Prolonged visual experience accelerates developmental synaptic downscaling via epigenetic regulation and Rab5c mediated AMPA receptor trafficking.

Environmental light significantly influences neural development, yet the specific mechanisms underlying the effects of prolonged visual experience on homeostatic synaptic scaling remain unclear. Using manipulated ambient light conditions, we observed reduced mEPSC amplitudes and visually evoked responses in 20 hr light/4 hr dark (20LE) compared to a standard 12 hr light/12 hr dark (12LE) reared Xenopus laevis tadpoles. Prolonged light exposure accelerates the developmental decline of glutamatergic synaptic transmission via Rab5c-dependent endocytosis of AMPA receptor (AMPAR) subunits GluA1 and GluA2. The synaptic changes were accompanied by increased intrinsic neuronal excitability, but unchanged presynaptic release probability, and coincided with altered dendritic architecture.

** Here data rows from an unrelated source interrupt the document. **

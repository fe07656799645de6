//! Actions accepted by the storefront store.
//!
//! Each variant's action type is its name in SCREAMING_SNAKE_CASE
//! (`AddToCart` is `ADD_TO_CART`), which is what the analytics middleware
//! matches prefixes against. Serialized actions use the same names under a
//! `type` tag with the fields under `payload`.

use crate::types::{FilterUpdate, Product, ProductId, SortBy, ViewMode, WishlistPriority};
use serde::{Deserialize, Serialize};
use storefront_macros::Action;

/// Everything that can happen to the storefront state
#[derive(Action, Clone, Debug, PartialEq, Serialize, Deserialize)]
#[serde(tag = "type", content = "payload", rename_all = "SCREAMING_SNAKE_CASE")]
pub enum StorefrontAction {
    // ========== Catalog ==========
    /// Replace the whole catalog
    SetProducts {
        /// New catalog, in display order
        products: Vec<Product>,
    },

    /// Set one product's stock to an absolute value
    UpdateStock {
        /// Product to update
        id: ProductId,
        /// New stock level
        stock: u32,
    },

    // ========== Cart ==========
    /// Add units of a product to the cart
    AddToCart {
        /// Product snapshot
        product: Product,
        /// Units to add
        quantity: u32,
    },

    /// Set a cart line's quantity; zero or less removes the line
    UpdateQuantity {
        /// Product on the line
        id: ProductId,
        /// New quantity
        quantity: i64,
    },

    /// Remove a cart line
    RemoveFromCart {
        /// Product on the line
        id: ProductId,
    },

    /// Park a cart line in the saved-for-later list
    SaveForLater {
        /// Product on the line
        id: ProductId,
    },

    /// Bring a saved line back into the cart
    MoveToCart {
        /// Product on the line
        id: ProductId,
    },

    /// Empty the cart; saved lines stay
    ClearCart,

    // ========== Wishlist ==========
    /// Wish for a product; ignored if already wished for
    AddToWishlist {
        /// Product snapshot
        product: Product,
        /// Priority
        priority: WishlistPriority,
        /// Free-text notes
        notes: Option<String>,
    },

    /// Drop a wishlist entry
    RemoveFromWishlist {
        /// Product on the entry
        id: ProductId,
    },

    // ========== UI ==========
    /// Switch between grid and list
    SetViewMode {
        /// New mode
        mode: ViewMode,
    },

    /// Change the sort key; `None` restores catalog order
    SetSortBy {
        /// New key
        sort_by: Option<SortBy>,
    },

    /// Merge the given fields into the filters
    UpdateFilters {
        /// Fields to replace
        update: FilterUpdate,
    },

    /// Restore the default filters
    ResetFilters,

    /// Set or clear a loading flag
    SetLoading {
        /// Flag name
        key: String,
        /// `false` removes the flag
        loading: bool,
    },

    // ========== History ==========
    /// Record a product view
    AddRecentlyViewed {
        /// Viewed product
        id: ProductId,
    },

    // ========== Inventory flows ==========
    /// Take units out of stock and into the cart
    ReserveItem {
        /// Product to reserve
        id: ProductId,
        /// Units to reserve
        quantity: u32,
    },

    /// Remove a cart line and put its units back in stock
    ReleaseItem {
        /// Product on the line
        id: ProductId,
    },

    /// Change a cart line's quantity, moving the difference out of or back
    /// into stock
    AdjustReservation {
        /// Product on the line
        id: ProductId,
        /// New quantity; zero or less releases the line
        quantity: i64,
    },

    /// Add a product to the wishlist, or remove it if already there
    ToggleWishlist {
        /// Product snapshot
        product: Product,
    },
}

impl StorefrontAction {
    /// `SET_PRODUCTS`
    #[must_use]
    pub const fn set_products(products: Vec<Product>) -> Self {
        Self::SetProducts { products }
    }

    /// `UPDATE_STOCK`
    #[must_use]
    pub fn update_stock(id: impl Into<ProductId>, stock: u32) -> Self {
        Self::UpdateStock {
            id: id.into(),
            stock,
        }
    }

    /// `ADD_TO_CART`
    #[must_use]
    pub const fn add_to_cart(product: Product, quantity: u32) -> Self {
        Self::AddToCart { product, quantity }
    }

    /// `UPDATE_QUANTITY`
    #[must_use]
    pub fn update_quantity(id: impl Into<ProductId>, quantity: i64) -> Self {
        Self::UpdateQuantity {
            id: id.into(),
            quantity,
        }
    }

    /// `REMOVE_FROM_CART`
    #[must_use]
    pub fn remove_from_cart(id: impl Into<ProductId>) -> Self {
        Self::RemoveFromCart { id: id.into() }
    }

    /// `SAVE_FOR_LATER`
    #[must_use]
    pub fn save_for_later(id: impl Into<ProductId>) -> Self {
        Self::SaveForLater { id: id.into() }
    }

    /// `MOVE_TO_CART`
    #[must_use]
    pub fn move_to_cart(id: impl Into<ProductId>) -> Self {
        Self::MoveToCart { id: id.into() }
    }

    /// `ADD_TO_WISHLIST` with medium priority and no notes
    #[must_use]
    pub const fn add_to_wishlist(product: Product) -> Self {
        Self::AddToWishlist {
            product,
            priority: WishlistPriority::Medium,
            notes: None,
        }
    }

    /// `ADD_TO_WISHLIST` with explicit priority and notes
    #[must_use]
    pub fn add_to_wishlist_with(
        product: Product,
        priority: WishlistPriority,
        notes: Option<&str>,
    ) -> Self {
        Self::AddToWishlist {
            product,
            priority,
            notes: notes.map(str::to_string),
        }
    }

    /// `REMOVE_FROM_WISHLIST`
    #[must_use]
    pub fn remove_from_wishlist(id: impl Into<ProductId>) -> Self {
        Self::RemoveFromWishlist { id: id.into() }
    }

    /// `UPDATE_FILTERS`
    #[must_use]
    pub const fn update_filters(update: FilterUpdate) -> Self {
        Self::UpdateFilters { update }
    }

    /// `SET_LOADING`
    #[must_use]
    pub fn set_loading(key: impl Into<String>, loading: bool) -> Self {
        Self::SetLoading {
            key: key.into(),
            loading,
        }
    }

    /// `ADD_RECENTLY_VIEWED`
    #[must_use]
    pub fn add_recently_viewed(id: impl Into<ProductId>) -> Self {
        Self::AddRecentlyViewed { id: id.into() }
    }

    /// `RESERVE_ITEM`
    #[must_use]
    pub fn reserve_item(id: impl Into<ProductId>, quantity: u32) -> Self {
        Self::ReserveItem {
            id: id.into(),
            quantity,
        }
    }

    /// `RELEASE_ITEM`
    #[must_use]
    pub fn release_item(id: impl Into<ProductId>) -> Self {
        Self::ReleaseItem { id: id.into() }
    }

    /// `ADJUST_RESERVATION`
    #[must_use]
    pub fn adjust_reservation(id: impl Into<ProductId>, quantity: i64) -> Self {
        Self::AdjustReservation {
            id: id.into(),
            quantity,
        }
    }

    /// `TOGGLE_WISHLIST`
    #[must_use]
    pub const fn toggle_wishlist(product: Product) -> Self {
        Self::ToggleWishlist { product }
    }

    /// Payload as JSON, without the type tag
    ///
    /// `Null` for actions without fields.
    #[must_use]
    pub fn payload(&self) -> serde_json::Value {
        match serde_json::to_value(self) {
            Ok(serde_json::Value::Object(mut tagged)) => {
                tagged.remove("payload").unwrap_or(serde_json::Value::Null)
            },
            Ok(_) | Err(_) => serde_json::Value::Null,
        }
    }
}

#[cfg(test)]
#[allow(clippy::unwrap_used)] // Test code can use unwrap
mod tests {
    use super::*;
    use crate::catalog::seed_products;
    use storefront_core::action::Action;

    #[test]
    fn test_action_types() {
        assert_eq!(StorefrontAction::ClearCart.action_type(), "CLEAR_CART");
        assert_eq!(
            StorefrontAction::add_recently_viewed("1").action_type(),
            "ADD_RECENTLY_VIEWED"
        );
        assert_eq!(
            StorefrontAction::adjust_reservation("1", 2).action_type(),
            "ADJUST_RESERVATION"
        );
        assert_eq!(StorefrontAction::action_types().len(), 20);
    }

    #[test]
    fn test_serialized_type_matches_action_type() {
        let action = StorefrontAction::update_quantity("3", -1);
        let json = serde_json::to_value(&action).unwrap();

        assert_eq!(json["type"], action.action_type());
        assert_eq!(json["payload"]["id"], "3");
        assert_eq!(json["payload"]["quantity"], -1);
    }

    #[test]
    fn test_payload_strips_tag() {
        let product = seed_products().remove(1);
        let payload = StorefrontAction::add_to_cart(product, 2).payload();

        assert_eq!(payload["quantity"], 2);
        assert_eq!(payload["product"]["name"], "Smart Watch Pro");
        assert!(StorefrontAction::ClearCart.payload().is_null());
    }

    #[test]
    fn test_wishlist_constructor_defaults() {
        let product = seed_products().remove(0);
        assert!(matches!(
            StorefrontAction::add_to_wishlist(product),
            StorefrontAction::AddToWishlist {
                priority: WishlistPriority::Medium,
                notes: None,
                ..
            }
        ));
    }

    #[test]
    fn test_round_trip_through_json() {
        let action = StorefrontAction::SetSortBy {
            sort_by: Some(SortBy::PriceAsc),
        };
        let json = serde_json::to_string(&action).unwrap();
        let back: StorefrontAction = serde_json::from_str(&json).unwrap();
        assert_eq!(back, action);
    }
}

Notably, synaptic transmission and AMPAR expression were reversible upon re-exposure to standard 12LE conditions. Class I HDAC-mediated histone acetylation links epigenetic regulation to sustained AMPAR downregulation, revealing a two-stage process in which prolonged visual experience drives homeostatic synaptic downscaling through coordinated transcriptional/epigenetic mechanism and Rab5c-mediated trafficking.